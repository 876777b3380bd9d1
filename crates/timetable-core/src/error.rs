//! Error types for `timetable-core`.

use thiserror::Error;

#[derive(Debug, Error)]
pub enum Error {
  #[error("unknown weekday token: {0:?}")]
  UnknownWeekday(String),

  #[error("unknown time slot label: {0:?}")]
  UnknownTimeSlot(String),

  #[error("refresh needs at least one ingested offering or an address update")]
  NothingToRefresh,
}

pub type Result<T, E = Error> = std::result::Result<T, E>;
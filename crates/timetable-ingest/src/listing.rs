//! Course listings → canonical offerings.
//!
//! One listing row may describe several weekly sessions (one per line of the
//! schedule column); each becomes its own [`Offering`] sharing every other
//! field of the row.

use std::sync::LazyLock;

use regex::Regex;
use serde::{Deserialize, Serialize};
use timetable_core::{
  dedupe::dedupe_exact,
  normalize::normalize,
  offering::{
    Offering, TimeSlot, Weekday, month_label, parse_start_date, year_of,
  },
};
use tracing::debug;

use crate::{
  Result,
  table::{RawTable, cell},
};

// ─── Configuration ───────────────────────────────────────────────────────────

/// Listing filters. Deserialised from the `[ingest]` section of the
/// configuration file; every field has a default.
#[derive(Debug, Clone, PartialEq, Eq, Serialize, Deserialize)]
#[serde(default)]
pub struct IngestConfig {
  /// Status values marking a cancelled course. Exact match.
  pub discontinued_statuses:   Vec<String>,
  /// Course types containing any of these (case-sensitive) are dropped.
  pub excluded_course_markers: Vec<String>,
  /// Brand tokens removed from venue names.
  pub venue_strip_tokens:      Vec<String>,
  /// Sheet row holding the column headers.
  pub header_row:              usize,
}

impl Default for IngestConfig {
  fn default() -> Self {
    Self {
      discontinued_statuses:   vec!["폐강".into(), "discontinued".into()],
      excluded_course_markers: vec!["코어".into(), "core".into()],
      venue_strip_tokens:      vec!["러셀".into(), "CORE".into()],
      header_row:              1,
    }
  }
}

// ─── Columns ─────────────────────────────────────────────────────────────────

const SEQ: (&str, &[&str]) = ("No", &["No", "seq", "번호"]);
const STATUS: (&str, &[&str]) = ("판매", &["판매", "status"]);
const COURSE_TYPE: (&str, &[&str]) = ("강좌구분", &["강좌구분", "course_type"]);
const START_DATE: (&str, &[&str]) = ("개강일", &["개강일", "start_date"]);
const TERM: (&str, &[&str]) = ("과정", &["과정", "term"]);
const INSTRUCTOR: (&str, &[&str]) = ("강사", &["강사", "instructor"]);
const SUBJECT: (&str, &[&str]) = ("과목", &["과목", "subject"]);
const VENUE: (&str, &[&str]) = ("학원", &["학원", "venue"]);
const SCHEDULE: (&str, &[&str]) = ("수업시간", &["수업시간", "schedule"]);

static MONTH_TOKEN: LazyLock<Regex> =
  LazyLock::new(|| Regex::new(r"(\d+)\s*월").expect("static regex"));

/// A whole run of ASCII letters, or one Korean weekday character.
static WEEKDAY_TOKEN: LazyLock<Regex> =
  LazyLock::new(|| Regex::new(r"[A-Za-z]+|[월화수목금토일]").expect("static regex"));

static START_TIME: LazyLock<Regex> =
  LazyLock::new(|| Regex::new(r"(\d{1,2}):(\d{2})").expect("static regex"));

// ─── Ingestion ───────────────────────────────────────────────────────────────

/// Where a table came from. HTML exports carry footer and spacer rows, so
/// only rows with a numeric sequence number are kept there.
#[derive(Debug, Clone, Copy, PartialEq, Eq)]
pub enum SourceKind {
  Workbook,
  Html,
}

/// Turn one listing table into canonical offerings.
pub fn ingest_table(
  table: &RawTable,
  kind: SourceKind,
  config: &IngestConfig,
) -> Result<Vec<Offering>> {
  let [
    seq,
    status,
    course_type,
    start_date,
    term,
    instructor,
    subject,
    venue,
    schedule,
  ] = table.require([
    SEQ,
    STATUS,
    COURSE_TYPE,
    START_DATE,
    TERM,
    INSTRUCTOR,
    SUBJECT,
    VENUE,
    SCHEDULE,
  ])?;

  let mut out = Vec::new();
  let mut skipped = 0usize;
  for row in &table.rows {
    if kind == SourceKind::Html && !is_sequence_number(cell(row, seq)) {
      continue;
    }

    let status = normalize(cell(row, status));
    if config.discontinued_statuses.iter().any(|s| *s == status) {
      skipped += 1;
      continue;
    }
    let course_type = normalize(cell(row, course_type));
    if config
      .excluded_course_markers
      .iter()
      .any(|m| !m.is_empty() && course_type.contains(m.as_str()))
    {
      skipped += 1;
      continue;
    }

    let start_date = parse_start_date(&normalize(cell(row, start_date)));
    let Some(month) = month_from_term(&normalize(cell(row, term)))
      .or_else(|| start_date.map(|d| chrono::Datelike::month(&d)))
      .filter(|&m| m != 0)
      .map(month_label)
    else {
      skipped += 1;
      continue;
    };
    let instructor = normalize(cell(row, instructor));
    if instructor.is_empty() {
      skipped += 1;
      continue;
    }
    let subject = normalize(cell(row, subject));
    let venue = strip_venue(cell(row, venue), &config.venue_strip_tokens);
    let year = year_of(start_date);

    for (weekday, time_slot) in sessions(cell(row, schedule)) {
      out.push(Offering {
        year: year.clone(),
        month: month.clone(),
        instructor: instructor.clone(),
        subject: subject.clone(),
        weekday,
        time_slot,
        venue: venue.clone(),
        course_type: course_type.clone(),
        start_date,
      });
    }
  }

  let exploded = out.len();
  let out = dedupe_exact(out);
  debug!(
    rows = table.rows.len(),
    skipped,
    exploded,
    kept = out.len(),
    "listing ingested"
  );
  Ok(out)
}

fn is_sequence_number(raw: &str) -> bool {
  raw.trim().parse::<f64>().is_ok_and(f64::is_finite)
}

/// The `N` of the first `N월` token.
fn month_from_term(term: &str) -> Option<u32> {
  MONTH_TOKEN
    .captures(term)
    .and_then(|c| c[1].parse::<u32>().ok())
}

/// Remove brand tokens from a venue name, then normalize.
pub fn strip_venue(raw: &str, tokens: &[String]) -> String {
  let mut venue = normalize(raw);
  for token in tokens.iter().filter(|t| !t.is_empty()) {
    venue = venue.replace(token.as_str(), "");
  }
  normalize(&venue)
}

/// `월`, `Mon` or `Monday` (any case). Other words such as `Monthly` are not
/// weekdays.
fn weekday_word(word: &str) -> Option<Weekday> {
  Weekday::from_token(word).or_else(|| {
    let lower = word.to_ascii_lowercase();
    let day = Weekday::from_token(lower.get(..3)?)?;
    lower.ends_with("day").then_some(day)
  })
}

/// One `(weekday, slot)` per schedule line that names both a weekday and a
/// start time. Lines missing either are dropped.
pub fn sessions(raw: &str) -> Vec<(Weekday, TimeSlot)> {
  normalize(raw)
    .lines()
    .filter_map(|line| {
      // `3월` is a month, not Monday.
      let day = WEEKDAY_TOKEN
        .find_iter(line)
        .filter(|m| {
          !line[..m.start()]
            .chars()
            .next_back()
            .is_some_and(|c| c.is_ascii_digit())
        })
        .find_map(|m| weekday_word(m.as_str()))?;
      let hour = START_TIME
        .captures(line)
        .and_then(|c| c[1].parse::<u32>().ok())?;
      Some((day, TimeSlot::from_hour(hour)))
    })
    .collect()
}

#[cfg(test)]
mod tests {
  use chrono::NaiveDate;

  use super::*;

  const HEADERS: [&str; 9] = [
    "No", "판매", "강좌구분", "개강일", "과정", "강사", "과목", "학원", "수업시간",
  ];

  fn table(rows: &[[&str; 9]]) -> RawTable {
    RawTable {
      headers: HEADERS.map(str::to_owned).to_vec(),
      rows:    rows
        .iter()
        .map(|r| r.map(str::to_owned).to_vec())
        .collect(),
    }
  }

  fn ingest(rows: &[[&str; 9]]) -> Vec<Offering> {
    ingest_table(&table(rows), SourceKind::Workbook, &IngestConfig::default())
      .unwrap()
  }

  #[test]
  fn one_row_explodes_into_one_offering_per_session() {
    let out = ingest_table(
      &RawTable {
        headers: [
          "seq",
          "status",
          "course_type",
          "start_date",
          "term",
          "instructor",
          "subject",
          "venue",
          "schedule",
        ]
        .map(str::to_owned)
        .to_vec(),
        rows:    vec![
          [
            "1",
            "active",
            "regular",
            "2024-03-04",
            "3월반",
            "Kim",
            "Algebra",
            "CenterA\\nCenterB",
            "Mon 09:00\\nWed 15:00",
          ]
          .map(str::to_owned)
          .to_vec(),
        ],
      },
      SourceKind::Workbook,
      &IngestConfig::default(),
    )
    .unwrap();

    assert_eq!(out.len(), 2);
    assert_eq!(out[0].weekday, Weekday::Mon);
    assert_eq!(out[0].time_slot, TimeSlot::Morning);
    assert_eq!(out[1].weekday, Weekday::Wed);
    assert_eq!(out[1].time_slot, TimeSlot::Afternoon);
    for o in &out {
      assert_eq!(o.year, "2024");
      assert_eq!(o.month, "3월");
      assert_eq!(o.instructor, "Kim");
      assert_eq!(o.subject, "Algebra");
      assert_eq!(o.venue, "CenterA\nCenterB");
      assert_eq!(o.course_type, "regular");
      assert_eq!(o.start_date, NaiveDate::from_ymd_opt(2024, 3, 4));
    }
  }

  #[test]
  fn discontinued_and_core_courses_are_dropped() {
    let out = ingest(&[
      ["1", "폐강", "정규", "2024-03-04", "3월", "김", "물리학", "대치", "월 10:00"],
      ["2", "판매", "코어반", "2024-03-04", "3월", "김", "물리학", "대치", "월 10:00"],
      ["3", "판매", "core", "2024-03-04", "3월", "김", "물리학", "대치", "화 10:00"],
      ["4", "판매", "Core", "2024-03-04", "3월", "김", "물리학", "대치", "수 10:00"],
    ]);
    assert_eq!(out.len(), 1);
    assert_eq!(out[0].course_type, "Core");
  }

  #[test]
  fn month_falls_back_to_start_date() {
    let out = ingest(&[
      ["1", "판매", "정규", "2024-05-02", "여름 특강", "김", "물리학", "대치", "토 19:00"],
      ["2", "판매", "정규", "", "0월", "이", "화학", "대치", "토 19:00"],
    ]);
    assert_eq!(out.len(), 1);
    assert_eq!(out[0].month, "5월");
    assert_eq!(out[0].time_slot, TimeSlot::Evening);
  }

  #[test]
  fn unknown_start_date_gives_year_zero() {
    let out = ingest(&[[
      "1", "판매", "정규", "미정", "3월", "김", "물리학", "대치", "월 10:00",
    ]]);
    assert_eq!(out[0].year, "0");
    assert_eq!(out[0].start_date, None);
  }

  #[test]
  fn brand_tokens_are_stripped_from_venue() {
    let out = ingest(&[[
      "1", "판매", "정규", "2024-03-04", "3월", "김", "물리학", " 러셀 대치 ", "월 10:00",
    ]]);
    assert_eq!(out[0].venue, "대치");
    assert_eq!(
      strip_venue("CORE 목동", &IngestConfig::default().venue_strip_tokens),
      "목동"
    );
  }

  #[test]
  fn rows_without_instructor_or_session_are_dropped() {
    let out = ingest(&[
      ["1", "판매", "정규", "2024-03-04", "3월", "nan", "물리학", "대치", "월 10:00"],
      ["2", "판매", "정규", "2024-03-04", "3월", "김", "물리학", "대치", "시간 미정"],
      ["3", "판매", "정규", "2024-03-04", "3월", "김", "물리학", "대치", "월요일"],
    ]);
    assert!(out.is_empty());
  }

  #[test]
  fn exact_duplicates_collapse() {
    let row = ["1", "판매", "정규", "2024-03-04", "3월", "김", "물리학", "대치", "월 10:00"];
    let out = ingest(&[row, row]);
    assert_eq!(out.len(), 1);
  }

  #[test]
  fn html_tables_keep_only_numbered_rows() {
    let t = table(&[
      ["1", "판매", "정규", "2024-03-04", "3월", "김", "물리학", "대치", "월 10:00"],
      ["합계", "", "", "", "3월", "김", "", "", "화 10:00"],
    ]);
    let html = ingest_table(&t, SourceKind::Html, &IngestConfig::default()).unwrap();
    assert_eq!(html.len(), 1);
    let workbook =
      ingest_table(&t, SourceKind::Workbook, &IngestConfig::default()).unwrap();
    assert_eq!(workbook.len(), 2);
  }

  #[test]
  fn missing_columns_are_reported() {
    let t = RawTable {
      headers: vec!["No".into(), "강사".into()],
      rows:    Vec::new(),
    };
    let err = ingest_table(&t, SourceKind::Workbook, &IngestConfig::default())
      .unwrap_err();
    assert!(err.to_string().contains("수업시간"));
  }

  #[test]
  fn session_parsing() {
    assert_eq!(
      sessions("월 09:00~10:30\n목 18:30~21:00"),
      vec![(Weekday::Mon, TimeSlot::Morning), (Weekday::Thu, TimeSlot::Evening)]
    );
    assert_eq!(sessions("fri 7:30"), vec![(Weekday::Fri, TimeSlot::Morning)]);
    assert_eq!(sessions("nan"), vec![]);
    assert_eq!(
      sessions("3월 화 19:00"),
      vec![(Weekday::Tue, TimeSlot::Evening)]
    );
    assert_eq!(
      sessions("Monthly Tue 10:00\nSaturday 13:00"),
      vec![
        (Weekday::Tue, TimeSlot::Morning),
        (Weekday::Sat, TimeSlot::Afternoon),
      ]
    );
    assert_eq!(sessions("Sunset 10:00"), vec![]);
  }
}
//! Core types and pipeline for the instructor timetable dashboard.
//!
//! This crate has no file-format or database dependencies. Ingestion
//! (`timetable-ingest`), storage (`timetable-store-sqlite`) and spreadsheet
//! output (`timetable-xlsx`) all depend on it.
//!
//! Pipeline:
//!   canonical store
//!     └─ dedupe()                 → unique offerings
//!          └─ enrich()            → area, address, first-offering date
//!               └─ Selection      → filtered period
//!                    └─ DayGrid / CoverageMatrix / area_sheet()

pub mod dedupe;
pub mod enrich;
pub mod error;
pub mod format;
pub mod grid;
pub mod normalize;
pub mod offering;
pub mod reference;
pub mod selection;
pub mod service;
pub mod store;

pub use error::{Error, Result};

[Task brief] Read the listing. Report every line that includes the word "crates".

[Answer]
filename crates/timetable-core/src/error.rs
filename crates/timetable-ingest/src/listing.rs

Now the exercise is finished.